PROVIDED DATA:
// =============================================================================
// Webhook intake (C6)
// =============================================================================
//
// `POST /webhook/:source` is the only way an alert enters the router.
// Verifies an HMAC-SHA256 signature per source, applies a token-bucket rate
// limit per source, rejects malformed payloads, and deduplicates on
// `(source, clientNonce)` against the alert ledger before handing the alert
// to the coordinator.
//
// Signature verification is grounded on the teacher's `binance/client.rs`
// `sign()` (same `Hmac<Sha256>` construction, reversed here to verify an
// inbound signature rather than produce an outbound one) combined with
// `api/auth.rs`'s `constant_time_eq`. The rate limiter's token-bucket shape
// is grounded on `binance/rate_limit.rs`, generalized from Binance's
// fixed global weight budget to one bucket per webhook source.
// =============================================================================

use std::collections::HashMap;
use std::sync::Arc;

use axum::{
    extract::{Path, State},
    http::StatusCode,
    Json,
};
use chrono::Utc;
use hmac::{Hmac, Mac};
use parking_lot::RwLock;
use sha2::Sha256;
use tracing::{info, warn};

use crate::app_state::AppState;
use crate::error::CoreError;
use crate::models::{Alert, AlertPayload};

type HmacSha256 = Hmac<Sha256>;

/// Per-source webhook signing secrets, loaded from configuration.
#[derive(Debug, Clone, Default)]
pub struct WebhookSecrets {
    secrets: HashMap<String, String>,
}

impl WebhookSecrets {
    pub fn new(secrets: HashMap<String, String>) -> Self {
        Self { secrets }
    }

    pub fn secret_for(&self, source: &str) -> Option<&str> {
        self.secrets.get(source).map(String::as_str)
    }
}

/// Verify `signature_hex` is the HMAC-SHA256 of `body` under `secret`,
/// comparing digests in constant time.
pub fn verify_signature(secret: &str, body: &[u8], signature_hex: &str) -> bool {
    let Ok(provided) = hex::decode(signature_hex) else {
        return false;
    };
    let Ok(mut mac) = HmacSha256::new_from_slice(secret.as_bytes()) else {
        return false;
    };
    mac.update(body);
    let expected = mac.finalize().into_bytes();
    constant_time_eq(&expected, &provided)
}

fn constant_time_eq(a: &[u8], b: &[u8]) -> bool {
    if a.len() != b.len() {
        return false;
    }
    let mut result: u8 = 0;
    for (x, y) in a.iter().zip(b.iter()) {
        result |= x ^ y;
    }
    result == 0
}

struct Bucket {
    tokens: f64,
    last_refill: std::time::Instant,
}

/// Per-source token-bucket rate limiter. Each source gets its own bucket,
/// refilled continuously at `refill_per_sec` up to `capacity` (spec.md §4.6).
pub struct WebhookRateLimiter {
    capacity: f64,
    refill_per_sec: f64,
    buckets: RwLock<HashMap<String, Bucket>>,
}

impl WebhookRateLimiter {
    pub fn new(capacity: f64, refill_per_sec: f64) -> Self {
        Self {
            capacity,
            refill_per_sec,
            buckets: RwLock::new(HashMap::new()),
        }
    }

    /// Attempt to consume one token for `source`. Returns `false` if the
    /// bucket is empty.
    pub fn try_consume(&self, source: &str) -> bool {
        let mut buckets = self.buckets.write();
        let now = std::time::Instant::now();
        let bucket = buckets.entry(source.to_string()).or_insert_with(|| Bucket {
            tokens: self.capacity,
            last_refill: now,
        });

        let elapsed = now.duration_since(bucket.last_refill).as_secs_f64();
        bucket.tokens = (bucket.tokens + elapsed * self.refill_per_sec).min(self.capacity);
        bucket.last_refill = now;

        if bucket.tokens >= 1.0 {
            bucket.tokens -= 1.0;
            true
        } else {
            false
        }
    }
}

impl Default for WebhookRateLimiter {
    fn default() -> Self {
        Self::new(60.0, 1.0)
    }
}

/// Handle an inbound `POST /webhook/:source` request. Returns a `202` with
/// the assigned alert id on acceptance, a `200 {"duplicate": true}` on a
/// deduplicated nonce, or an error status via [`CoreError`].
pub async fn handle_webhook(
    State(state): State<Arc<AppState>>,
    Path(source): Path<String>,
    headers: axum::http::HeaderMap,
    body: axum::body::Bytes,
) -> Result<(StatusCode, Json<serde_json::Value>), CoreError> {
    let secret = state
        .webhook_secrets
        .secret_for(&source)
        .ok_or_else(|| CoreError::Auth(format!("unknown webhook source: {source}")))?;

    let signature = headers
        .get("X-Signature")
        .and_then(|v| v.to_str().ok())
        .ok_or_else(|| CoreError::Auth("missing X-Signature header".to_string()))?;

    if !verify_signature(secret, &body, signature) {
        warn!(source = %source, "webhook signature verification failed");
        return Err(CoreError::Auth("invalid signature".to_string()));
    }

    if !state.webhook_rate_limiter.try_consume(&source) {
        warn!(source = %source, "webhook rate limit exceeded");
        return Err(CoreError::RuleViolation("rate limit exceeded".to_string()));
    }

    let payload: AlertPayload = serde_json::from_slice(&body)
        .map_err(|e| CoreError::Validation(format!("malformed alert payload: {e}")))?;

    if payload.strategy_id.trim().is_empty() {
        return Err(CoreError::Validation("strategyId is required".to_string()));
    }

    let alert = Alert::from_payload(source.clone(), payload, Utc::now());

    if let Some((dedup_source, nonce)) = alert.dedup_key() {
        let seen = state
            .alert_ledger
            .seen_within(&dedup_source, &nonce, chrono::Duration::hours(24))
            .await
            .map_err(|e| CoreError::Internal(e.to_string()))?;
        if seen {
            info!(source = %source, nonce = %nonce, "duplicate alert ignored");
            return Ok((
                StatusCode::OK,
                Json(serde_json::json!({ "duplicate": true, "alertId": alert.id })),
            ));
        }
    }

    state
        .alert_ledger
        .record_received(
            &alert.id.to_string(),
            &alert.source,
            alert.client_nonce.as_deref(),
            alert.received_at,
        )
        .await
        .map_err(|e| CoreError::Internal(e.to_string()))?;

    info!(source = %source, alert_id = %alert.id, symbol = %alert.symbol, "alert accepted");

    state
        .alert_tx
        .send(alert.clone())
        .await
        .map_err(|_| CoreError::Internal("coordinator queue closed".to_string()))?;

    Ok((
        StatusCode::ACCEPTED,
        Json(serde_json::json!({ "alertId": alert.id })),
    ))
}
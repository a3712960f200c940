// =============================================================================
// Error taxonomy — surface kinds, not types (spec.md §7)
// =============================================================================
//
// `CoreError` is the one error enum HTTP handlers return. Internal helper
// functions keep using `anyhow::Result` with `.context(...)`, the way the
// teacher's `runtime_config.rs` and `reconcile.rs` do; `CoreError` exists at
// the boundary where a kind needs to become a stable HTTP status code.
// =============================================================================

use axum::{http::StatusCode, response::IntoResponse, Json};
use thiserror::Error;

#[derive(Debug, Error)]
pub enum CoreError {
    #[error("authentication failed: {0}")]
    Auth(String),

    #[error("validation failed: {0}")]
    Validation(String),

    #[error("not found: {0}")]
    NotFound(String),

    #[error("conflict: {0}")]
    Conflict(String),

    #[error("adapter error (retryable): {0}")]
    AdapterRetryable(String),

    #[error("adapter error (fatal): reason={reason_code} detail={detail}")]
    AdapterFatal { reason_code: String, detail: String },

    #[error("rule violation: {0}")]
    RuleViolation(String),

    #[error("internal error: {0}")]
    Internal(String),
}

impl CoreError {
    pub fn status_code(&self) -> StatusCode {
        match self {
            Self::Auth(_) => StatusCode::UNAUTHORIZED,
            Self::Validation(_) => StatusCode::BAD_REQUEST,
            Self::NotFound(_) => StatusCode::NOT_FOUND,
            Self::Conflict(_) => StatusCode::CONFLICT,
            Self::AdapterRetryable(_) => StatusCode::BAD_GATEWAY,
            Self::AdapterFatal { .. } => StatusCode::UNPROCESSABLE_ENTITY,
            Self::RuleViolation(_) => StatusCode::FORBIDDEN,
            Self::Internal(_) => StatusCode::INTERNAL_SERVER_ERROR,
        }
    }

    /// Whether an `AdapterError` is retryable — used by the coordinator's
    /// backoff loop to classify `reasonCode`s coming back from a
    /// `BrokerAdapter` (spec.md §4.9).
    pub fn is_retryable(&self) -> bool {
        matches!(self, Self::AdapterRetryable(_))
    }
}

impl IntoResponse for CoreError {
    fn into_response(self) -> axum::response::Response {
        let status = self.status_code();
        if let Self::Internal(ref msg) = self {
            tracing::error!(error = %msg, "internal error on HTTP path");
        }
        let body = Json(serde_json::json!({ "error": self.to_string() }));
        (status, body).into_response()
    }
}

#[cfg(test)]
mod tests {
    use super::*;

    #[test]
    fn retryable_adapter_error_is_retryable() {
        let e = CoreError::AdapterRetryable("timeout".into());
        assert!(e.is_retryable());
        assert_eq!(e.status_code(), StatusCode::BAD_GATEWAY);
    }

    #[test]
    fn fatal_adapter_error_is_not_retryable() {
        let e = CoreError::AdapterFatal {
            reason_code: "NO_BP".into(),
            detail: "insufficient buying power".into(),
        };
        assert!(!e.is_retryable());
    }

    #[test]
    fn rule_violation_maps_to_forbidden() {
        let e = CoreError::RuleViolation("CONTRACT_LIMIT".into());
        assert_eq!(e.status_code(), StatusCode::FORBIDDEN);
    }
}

TASK DIRECTIONS:
Once the line with "to the coordinator." is found in the records above, print exactly that line and every line after it through the line with "in constant time.".

RESPONSE BOX:
// to the coordinator.
//
// Signature verification is grounded on the teacher's `binance/client.rs`
// `sign()` (same `Hmac<Sha256>` construction, reversed here to verify an
// inbound signature rather than produce an outbound one) combined with
// `api/auth.rs`'s `constant_time_eq`. The rate limiter's token-bucket shape
// is grounded on `binance/rate_limit.rs`, generalized from Binance's
// fixed global weight budget to one bucket per webhook source.
// =============================================================================

use std::collections::HashMap;
use std::sync::Arc;

use axum::{
    extract::{Path, State},
    http::StatusCode,
    Json,
};
use chrono::Utc;
use hmac::{Hmac, Mac};
use parking_lot::RwLock;
use sha2::Sha256;
use tracing::{info, warn};

use crate::app_state::AppState;
use crate::error::CoreError;
use crate::models::{Alert, AlertPayload};

type HmacSha256 = Hmac<Sha256>;

/// Per-source webhook signing secrets, loaded from configuration.
#[derive(Debug, Clone, Default)]
pub struct WebhookSecrets {
    secrets: HashMap<String, String>,
}

impl WebhookSecrets {
    pub fn new(secrets: HashMap<String, String>) -> Self {
        Self { secrets }
    }

    pub fn secret_for(&self, source: &str) -> Option<&str> {
        self.secrets.get(source).map(String::as_str)
    }
}

/// Verify `signature_hex` is the HMAC-SHA256 of `body` under `secret`,
/// comparing digests in constant time.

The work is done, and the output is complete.